### Task brief
I need each line of the entries below that includes the string "mapping".

(Collection entries)
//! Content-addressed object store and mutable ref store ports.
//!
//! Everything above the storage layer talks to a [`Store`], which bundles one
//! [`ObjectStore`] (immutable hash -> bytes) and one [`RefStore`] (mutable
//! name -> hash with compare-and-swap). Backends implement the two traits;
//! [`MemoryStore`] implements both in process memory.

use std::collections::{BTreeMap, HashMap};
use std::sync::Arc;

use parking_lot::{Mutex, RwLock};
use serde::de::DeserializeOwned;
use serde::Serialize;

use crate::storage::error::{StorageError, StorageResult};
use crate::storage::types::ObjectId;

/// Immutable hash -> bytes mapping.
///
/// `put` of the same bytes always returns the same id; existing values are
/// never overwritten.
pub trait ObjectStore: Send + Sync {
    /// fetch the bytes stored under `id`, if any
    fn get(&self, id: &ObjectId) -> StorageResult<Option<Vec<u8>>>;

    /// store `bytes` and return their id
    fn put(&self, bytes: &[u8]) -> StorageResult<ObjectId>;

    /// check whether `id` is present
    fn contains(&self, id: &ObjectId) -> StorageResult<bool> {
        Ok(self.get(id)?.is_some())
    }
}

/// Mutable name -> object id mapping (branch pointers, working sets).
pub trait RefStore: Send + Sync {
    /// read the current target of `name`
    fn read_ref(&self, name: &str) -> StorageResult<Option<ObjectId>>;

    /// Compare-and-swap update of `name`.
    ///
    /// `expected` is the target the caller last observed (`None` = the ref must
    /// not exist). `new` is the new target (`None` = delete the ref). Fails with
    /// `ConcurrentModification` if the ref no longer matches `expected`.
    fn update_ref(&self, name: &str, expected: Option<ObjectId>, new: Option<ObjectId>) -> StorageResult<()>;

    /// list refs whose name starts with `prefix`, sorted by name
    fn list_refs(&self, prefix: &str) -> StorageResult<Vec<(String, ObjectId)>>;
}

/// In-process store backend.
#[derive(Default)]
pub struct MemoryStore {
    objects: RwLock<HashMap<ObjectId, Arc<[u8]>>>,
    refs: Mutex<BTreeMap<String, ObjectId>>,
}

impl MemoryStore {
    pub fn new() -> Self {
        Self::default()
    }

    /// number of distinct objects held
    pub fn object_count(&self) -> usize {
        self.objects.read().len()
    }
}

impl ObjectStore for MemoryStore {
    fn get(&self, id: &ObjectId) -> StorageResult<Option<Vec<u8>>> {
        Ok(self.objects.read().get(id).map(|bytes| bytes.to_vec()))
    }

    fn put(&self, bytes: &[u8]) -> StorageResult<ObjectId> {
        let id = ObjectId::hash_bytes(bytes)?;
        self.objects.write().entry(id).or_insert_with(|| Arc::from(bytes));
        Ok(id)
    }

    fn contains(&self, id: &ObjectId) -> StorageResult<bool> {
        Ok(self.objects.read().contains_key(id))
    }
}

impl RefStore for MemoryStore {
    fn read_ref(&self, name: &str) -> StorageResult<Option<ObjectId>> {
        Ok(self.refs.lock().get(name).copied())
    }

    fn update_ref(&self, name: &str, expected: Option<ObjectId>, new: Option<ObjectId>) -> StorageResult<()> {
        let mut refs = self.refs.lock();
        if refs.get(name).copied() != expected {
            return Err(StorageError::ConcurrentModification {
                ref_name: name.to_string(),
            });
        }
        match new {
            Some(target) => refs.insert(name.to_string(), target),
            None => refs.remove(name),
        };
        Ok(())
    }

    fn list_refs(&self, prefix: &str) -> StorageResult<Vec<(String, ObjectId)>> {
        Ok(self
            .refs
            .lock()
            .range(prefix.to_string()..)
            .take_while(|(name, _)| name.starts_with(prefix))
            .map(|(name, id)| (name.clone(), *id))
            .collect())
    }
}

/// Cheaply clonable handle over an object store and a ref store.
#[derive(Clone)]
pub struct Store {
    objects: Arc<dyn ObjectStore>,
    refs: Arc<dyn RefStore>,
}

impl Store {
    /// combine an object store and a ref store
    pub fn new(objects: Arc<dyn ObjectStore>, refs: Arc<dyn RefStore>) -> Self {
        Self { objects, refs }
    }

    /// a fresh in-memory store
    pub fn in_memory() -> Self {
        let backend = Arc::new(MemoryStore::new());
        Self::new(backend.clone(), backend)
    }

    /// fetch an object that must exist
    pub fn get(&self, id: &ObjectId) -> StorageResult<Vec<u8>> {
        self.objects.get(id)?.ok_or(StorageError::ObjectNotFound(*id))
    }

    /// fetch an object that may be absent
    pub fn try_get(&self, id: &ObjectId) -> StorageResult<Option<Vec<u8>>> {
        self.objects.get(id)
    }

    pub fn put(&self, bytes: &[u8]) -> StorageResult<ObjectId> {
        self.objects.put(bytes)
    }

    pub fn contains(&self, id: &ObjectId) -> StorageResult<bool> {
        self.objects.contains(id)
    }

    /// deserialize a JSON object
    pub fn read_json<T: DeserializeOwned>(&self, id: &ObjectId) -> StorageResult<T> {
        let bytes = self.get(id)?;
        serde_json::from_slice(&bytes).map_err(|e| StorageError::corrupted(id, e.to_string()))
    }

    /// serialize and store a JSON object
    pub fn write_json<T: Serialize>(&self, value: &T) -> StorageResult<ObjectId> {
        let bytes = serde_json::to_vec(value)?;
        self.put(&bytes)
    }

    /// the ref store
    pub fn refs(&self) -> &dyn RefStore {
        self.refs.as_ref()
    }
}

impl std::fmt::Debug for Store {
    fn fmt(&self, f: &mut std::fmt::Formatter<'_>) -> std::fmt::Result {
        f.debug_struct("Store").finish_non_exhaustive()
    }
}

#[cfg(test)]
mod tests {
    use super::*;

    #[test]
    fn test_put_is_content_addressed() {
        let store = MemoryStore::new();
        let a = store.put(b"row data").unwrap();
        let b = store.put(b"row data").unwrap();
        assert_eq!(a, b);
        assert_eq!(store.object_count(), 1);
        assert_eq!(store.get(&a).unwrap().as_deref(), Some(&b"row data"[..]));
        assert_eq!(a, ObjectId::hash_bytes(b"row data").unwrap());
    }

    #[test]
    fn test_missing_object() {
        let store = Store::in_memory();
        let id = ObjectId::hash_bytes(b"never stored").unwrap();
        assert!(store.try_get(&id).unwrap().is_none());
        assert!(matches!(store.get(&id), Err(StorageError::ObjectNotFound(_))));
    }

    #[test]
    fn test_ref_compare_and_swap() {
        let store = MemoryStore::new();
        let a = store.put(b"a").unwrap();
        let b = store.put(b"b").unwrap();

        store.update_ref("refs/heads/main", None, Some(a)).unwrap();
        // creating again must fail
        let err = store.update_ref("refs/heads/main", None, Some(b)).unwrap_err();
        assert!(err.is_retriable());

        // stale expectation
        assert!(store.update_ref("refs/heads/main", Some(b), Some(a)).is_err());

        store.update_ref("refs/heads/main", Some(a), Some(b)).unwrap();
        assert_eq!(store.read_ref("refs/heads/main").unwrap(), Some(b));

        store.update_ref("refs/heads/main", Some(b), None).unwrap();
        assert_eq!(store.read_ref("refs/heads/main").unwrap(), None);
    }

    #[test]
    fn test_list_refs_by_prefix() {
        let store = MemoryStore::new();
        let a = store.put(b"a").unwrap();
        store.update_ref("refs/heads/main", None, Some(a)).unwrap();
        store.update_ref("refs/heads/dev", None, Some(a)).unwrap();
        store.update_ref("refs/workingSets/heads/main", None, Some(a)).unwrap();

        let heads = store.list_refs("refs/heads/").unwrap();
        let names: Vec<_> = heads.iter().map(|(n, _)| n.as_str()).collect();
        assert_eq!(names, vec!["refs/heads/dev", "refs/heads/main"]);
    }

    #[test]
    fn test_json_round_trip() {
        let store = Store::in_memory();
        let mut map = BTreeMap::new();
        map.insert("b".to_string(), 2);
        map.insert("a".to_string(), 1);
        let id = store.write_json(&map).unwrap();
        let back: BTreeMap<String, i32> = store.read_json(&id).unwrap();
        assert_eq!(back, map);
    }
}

### Result
/// Immutable hash -> bytes mapping.
/// Mutable name -> object id mapping (branch pointers, working sets).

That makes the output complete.